-- About this exercise --
Copy every line from the one containing "fn retract(&mut self, row: RowId)" through the last line of the records below, both included, and nothing else.

[Records for the exercise Boundary: Start]

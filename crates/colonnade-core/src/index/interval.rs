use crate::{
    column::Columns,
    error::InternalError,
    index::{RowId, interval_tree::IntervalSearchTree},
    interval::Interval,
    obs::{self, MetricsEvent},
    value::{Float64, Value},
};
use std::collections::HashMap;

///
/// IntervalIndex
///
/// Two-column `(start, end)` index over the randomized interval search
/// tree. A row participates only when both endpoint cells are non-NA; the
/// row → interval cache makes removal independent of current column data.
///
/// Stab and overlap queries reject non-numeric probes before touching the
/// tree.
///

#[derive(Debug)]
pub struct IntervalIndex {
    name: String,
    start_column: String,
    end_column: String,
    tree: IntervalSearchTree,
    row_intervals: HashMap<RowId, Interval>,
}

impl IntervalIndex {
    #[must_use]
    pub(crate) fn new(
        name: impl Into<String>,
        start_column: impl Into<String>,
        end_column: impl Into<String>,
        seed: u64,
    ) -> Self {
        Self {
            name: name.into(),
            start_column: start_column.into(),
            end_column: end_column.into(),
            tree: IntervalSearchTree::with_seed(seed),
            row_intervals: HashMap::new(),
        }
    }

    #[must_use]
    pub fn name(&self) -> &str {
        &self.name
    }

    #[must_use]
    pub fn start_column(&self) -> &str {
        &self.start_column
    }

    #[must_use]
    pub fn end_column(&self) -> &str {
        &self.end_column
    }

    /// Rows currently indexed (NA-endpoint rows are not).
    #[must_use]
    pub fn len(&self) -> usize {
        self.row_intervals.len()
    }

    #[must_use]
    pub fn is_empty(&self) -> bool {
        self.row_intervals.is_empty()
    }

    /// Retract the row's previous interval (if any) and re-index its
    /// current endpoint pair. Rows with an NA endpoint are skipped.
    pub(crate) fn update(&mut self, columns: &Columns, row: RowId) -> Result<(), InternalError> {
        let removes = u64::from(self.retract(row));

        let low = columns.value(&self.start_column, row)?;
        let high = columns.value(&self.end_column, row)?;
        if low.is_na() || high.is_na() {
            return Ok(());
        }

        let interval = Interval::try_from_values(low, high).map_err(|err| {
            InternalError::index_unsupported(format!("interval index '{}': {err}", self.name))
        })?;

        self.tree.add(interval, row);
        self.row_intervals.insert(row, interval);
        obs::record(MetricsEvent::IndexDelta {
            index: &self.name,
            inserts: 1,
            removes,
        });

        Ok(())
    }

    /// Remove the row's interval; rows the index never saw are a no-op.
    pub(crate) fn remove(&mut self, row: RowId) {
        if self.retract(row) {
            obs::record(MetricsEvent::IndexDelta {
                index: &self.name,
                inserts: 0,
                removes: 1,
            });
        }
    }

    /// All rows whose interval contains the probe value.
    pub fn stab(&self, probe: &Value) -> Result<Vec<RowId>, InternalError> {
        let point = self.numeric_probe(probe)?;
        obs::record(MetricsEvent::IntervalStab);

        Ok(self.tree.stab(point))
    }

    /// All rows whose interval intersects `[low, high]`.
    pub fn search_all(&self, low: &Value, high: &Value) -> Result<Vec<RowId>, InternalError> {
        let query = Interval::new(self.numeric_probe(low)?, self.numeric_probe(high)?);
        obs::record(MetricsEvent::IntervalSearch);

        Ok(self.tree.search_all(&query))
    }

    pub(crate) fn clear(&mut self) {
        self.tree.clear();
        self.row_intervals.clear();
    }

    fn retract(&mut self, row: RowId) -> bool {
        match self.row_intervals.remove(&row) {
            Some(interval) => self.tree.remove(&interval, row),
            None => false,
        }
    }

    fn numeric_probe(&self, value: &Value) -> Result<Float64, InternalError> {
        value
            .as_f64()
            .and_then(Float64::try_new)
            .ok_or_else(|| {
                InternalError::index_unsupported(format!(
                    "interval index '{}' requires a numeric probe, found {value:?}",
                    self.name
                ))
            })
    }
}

[Records for the exercise Boundary: End]

-- Output for this task --
    fn retract(&mut self, row: RowId) -> bool {
        match self.row_intervals.remove(&row) {
            Some(interval) => self.tree.remove(&interval, row),
            None => false,
        }
    }

    fn numeric_probe(&self, value: &Value) -> Result<Float64, InternalError> {
        value
            .as_f64()
            .and_then(Float64::try_new)
            .ok_or_else(|| {
                InternalError::index_unsupported(format!(
                    "interval index '{}' requires a numeric probe, found {value:?}",
                    self.name
                ))
            })
    }
}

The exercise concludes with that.